SDSU Press furthers its reputation as a leader in Avant-garde scholarship with Willard Bohn's and Daniele Corsi's rendition of Guillermo de Torre's Hèlices entitled PROPELLERS
Propellers turns poems into air-borne machines of transport that alter the Newtonian time/space law of gravity. In this central and poorly understood work of the historical avant-gardes, the young Torre eagerly absorbs and metabolizes his multiple influences, transforming the mere mechanics of poetic experimentation as then practiced into a radical and necessary assertion of the individual then under assault by the ravages of weaponized consumer capitalism at its dangerous and disgusting peak. Board this plane for a dizzying flight into yourself.

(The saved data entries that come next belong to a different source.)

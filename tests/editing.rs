use dexasm::dex::builder::{BuilderInstruction, MutableMethodImplementation};
use dexasm::dex::{
    AddressedDebugItem, DebugItem, Error, ExceptionHandler, ImmutableMethodImplementation,
    Instruction, Opcode, TryBlock,
};

fn init_logging() {
    let _ = env_logger::builder().is_test(true).try_init();
}

fn nop() -> BuilderInstruction {
    Instruction::Format10x {
        opcode: Opcode::Nop,
    }
}

fn const4(register: u8, literal: i8) -> BuilderInstruction {
    Instruction::Format11n {
        opcode: Opcode::Const4,
        register_a: register,
        literal,
    }
}

/// ```text
/// 0: const/4 v0, 0
/// 1: if-eqz v0, +4    (to 5)
/// 3: const/16 v0, 7
/// 5: return v0
/// ```
fn sample_method() -> ImmutableMethodImplementation {
    ImmutableMethodImplementation::new(
        1,
        vec![
            Instruction::Format11n {
                opcode: Opcode::Const4,
                register_a: 0,
                literal: 0,
            },
            Instruction::Format21t {
                opcode: Opcode::IfEqz,
                register_a: 0,
                target: 4,
            },
            Instruction::Format21s {
                opcode: Opcode::Const16,
                register_a: 0,
                literal: 7,
            },
            Instruction::Format11x {
                opcode: Opcode::Return,
                register_a: 0,
            },
        ],
        vec![TryBlock {
            start_address: 1,
            code_unit_count: 4,
            handlers: vec![ExceptionHandler {
                exception_type: Some(2),
                handler_address: 5,
            }],
        }],
        vec![
            AddressedDebugItem {
                address: 0,
                item: DebugItem::PrologueEnd,
            },
            AddressedDebugItem {
                address: 3,
                item: DebugItem::LineNumber { line: 40 },
            },
        ],
    )
}

#[test]
fn import_export_round_trip() {
    init_logging();
    let method = sample_method();
    let mut mutable = MutableMethodImplementation::from_implementation(&method).unwrap();
    assert_eq!(mutable.len(), 4);
    assert_eq!(mutable.register_count(), 1);
    assert_eq!(mutable.to_immutable().unwrap(), method);
}

#[test]
fn relaxation_is_idempotent() {
    init_logging();
    let mut mutable = MutableMethodImplementation::from_implementation(&sample_method()).unwrap();
    let first = mutable.to_immutable().unwrap();
    mutable.relax().unwrap();
    let second = mutable.to_immutable().unwrap();
    assert_eq!(first, second);
}

#[test]
fn addresses_follow_edits() {
    init_logging();
    let mut mutable = MutableMethodImplementation::from_implementation(&sample_method()).unwrap();
    let ret = mutable.label_for_address(5).unwrap();

    mutable.insert_instruction(2, nop()).unwrap();
    mutable.insert_instruction(0, nop()).unwrap();
    mutable.remove_instruction(4).unwrap();

    assert_eq!(mutable.label_index(ret).unwrap(), 4);
    assert_eq!(mutable.label_address(ret).unwrap(), 5);

    let exported = mutable.to_immutable().unwrap();
    let layout: Vec<(usize, Opcode)> = exported
        .instructions
        .iter()
        .map(|(offset, _, instruction)| (offset.0, instruction.opcode()))
        .collect();
    assert_eq!(
        layout,
        vec![
            (0, Opcode::Nop),
            (1, Opcode::Const4),
            (2, Opcode::IfEqz),
            (4, Opcode::Nop),
            (5, Opcode::Return),
        ]
    );
    assert_eq!(
        exported.instructions.get_index(2).map(|(_, i)| *i.targets()[0]),
        Some(3)
    );

    // The removed `const/16` took its line number along to the `return`
    assert_eq!(
        exported.debug_items,
        vec![
            AddressedDebugItem {
                address: 1,
                item: DebugItem::PrologueEnd,
            },
            AddressedDebugItem {
                address: 5,
                item: DebugItem::LineNumber { line: 40 },
            },
        ]
    );
    assert_eq!(
        exported.try_blocks,
        vec![TryBlock {
            start_address: 2,
            code_unit_count: 3,
            handlers: vec![ExceptionHandler {
                exception_type: Some(2),
                handler_address: 5,
            }],
        }]
    );
}

#[test]
fn labels_survive_unrelated_edits() {
    init_logging();
    let mut mutable = MutableMethodImplementation::new(4);
    for register in 0..4 {
        mutable.append_instruction(const4(register, 1)).unwrap();
    }
    let third = mutable.label_for_index(2).unwrap();
    let end = mutable.label_for_index(4).unwrap();

    mutable.swap_instructions(0, 1).unwrap();
    mutable.replace_instruction(3, const4(3, -1)).unwrap();
    mutable.insert_instruction(1, nop()).unwrap();

    assert_eq!(mutable.label_index(third).unwrap(), 3);
    assert_eq!(mutable.label_index(end).unwrap(), 5);
    assert_eq!(mutable.instruction(3), Some(&const4(2, 1)));

    // Appending keeps labels at the end on the new instruction
    mutable.append_instruction(nop()).unwrap();
    assert_eq!(mutable.label_index(end).unwrap(), 5);
    assert_eq!(mutable.len(), 6);
}

#[test]
fn address_inside_instruction_resolves_to_it() {
    init_logging();
    let method = ImmutableMethodImplementation::new(
        1,
        vec![
            Instruction::Format21s {
                opcode: Opcode::Const16,
                register_a: 0,
                literal: 300,
            },
            Instruction::Format10x {
                opcode: Opcode::ReturnVoid,
            },
        ],
        vec![],
        vec![],
    );
    let mut mutable = MutableMethodImplementation::from_implementation(&method).unwrap();

    let start = mutable.label_for_address(0).unwrap();
    let inside = mutable.label_for_address(1).unwrap();
    let ret = mutable.label_for_address(2).unwrap();
    let end = mutable.label_for_address(3).unwrap();
    assert_eq!(mutable.label_index(start).unwrap(), 0);
    assert_eq!(mutable.label_index(inside).unwrap(), 0);
    assert_eq!(mutable.label_index(ret).unwrap(), 1);
    assert_eq!(mutable.label_index(end).unwrap(), 2);
    assert!(matches!(
        mutable.label_for_address(4),
        Err(Error::AddressOutOfBounds {
            address: 4,
            code_units: 3
        })
    ));
}

#[test]
fn line_numbers_can_be_stripped() {
    init_logging();
    let mut mutable = MutableMethodImplementation::from_implementation(&sample_method()).unwrap();
    mutable.retain_debug_items(|item| !matches!(item, DebugItem::LineNumber { .. }));

    let exported = mutable.to_immutable().unwrap();
    assert_eq!(
        exported.debug_items,
        vec![AddressedDebugItem {
            address: 0,
            item: DebugItem::PrologueEnd,
        }]
    );
    assert_eq!(exported.instructions, sample_method().instructions);
}

#[test]
fn branch_into_instruction_resolves_to_it() {
    init_logging();
    let method = ImmutableMethodImplementation::new(
        0,
        vec![
            Instruction::Format10t {
                opcode: Opcode::Goto,
                target: 2,
            },
            Instruction::Format21s {
                opcode: Opcode::Const16,
                register_a: 0,
                literal: 1,
            },
            Instruction::Format10x {
                opcode: Opcode::ReturnVoid,
            },
        ],
        vec![],
        vec![],
    );
    let mut mutable = MutableMethodImplementation::from_implementation(&method).unwrap();
    let exported = mutable.to_immutable().unwrap();
    assert_eq!(
        exported.instructions.get_index(0).map(|(_, i)| i.clone()),
        Some(Instruction::Format10t {
            opcode: Opcode::Goto,
            target: 1,
        })
    );
}

#[test]
fn negative_branch_target_is_rejected() {
    init_logging();
    let method = ImmutableMethodImplementation::new(
        0,
        vec![Instruction::Format10t {
            opcode: Opcode::Goto,
            target: -1,
        }],
        vec![],
        vec![],
    );
    assert!(matches!(
        MutableMethodImplementation::from_implementation(&method),
        Err(Error::AddressOutOfBounds { address: -1, .. })
    ));
}

#[test]
fn invalid_instructions_are_rejected() {
    init_logging();
    let mut mutable = MutableMethodImplementation::new(1);
    assert!(matches!(
        mutable.append_instruction(const4(0, 9)),
        Err(Error::InvalidInstruction {
            opcode: Opcode::Const4,
            ..
        })
    ));
    assert!(matches!(
        mutable.insert_instruction(1, nop()),
        Err(Error::IndexOutOfBounds { index: 1, len: 0 })
    ));
    assert!(mutable.is_empty());
    assert_eq!(mutable.code_units(), 0);
}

Advance word on PROPELLERS
In 1923 Guillermo de Torre, a young Spanish poet born with the new century, published a revolutionary book of avant-garde poetry, Propellers (Hélices). Drawing on Italian Futurism, French/Chilean Creationism, and other literary and artistic movements that flourished in Europe in the years immediately before and after the First World War, de Torre proposes a radical new poetics, in which “Motors sound better than hendecasyllables,” as he declares in one of the poems. Largely ignored or underrated in its own time, today, nearly a century later, Propellers returns in English in Willard Bohn’s wily translation. Co-editor Daniele Corsi reproduces beautifully the typesetting of the poetic discourse, recreating the visual impact of the Spanish original. Perceptive essays by both editors open the volume, tracing the historical context in which the book first appeared, while also offering close readings of a number of the poems.
Guillermo de Torre (Madrid, 1900 - Buenos Aires, 14 January 1971) was a Spanish essayist, poet and literary critic, a Dadaist and member of the Generation of '27. He is also notable as the brother-in-law of the Argentine writer Jorge Luis Borges.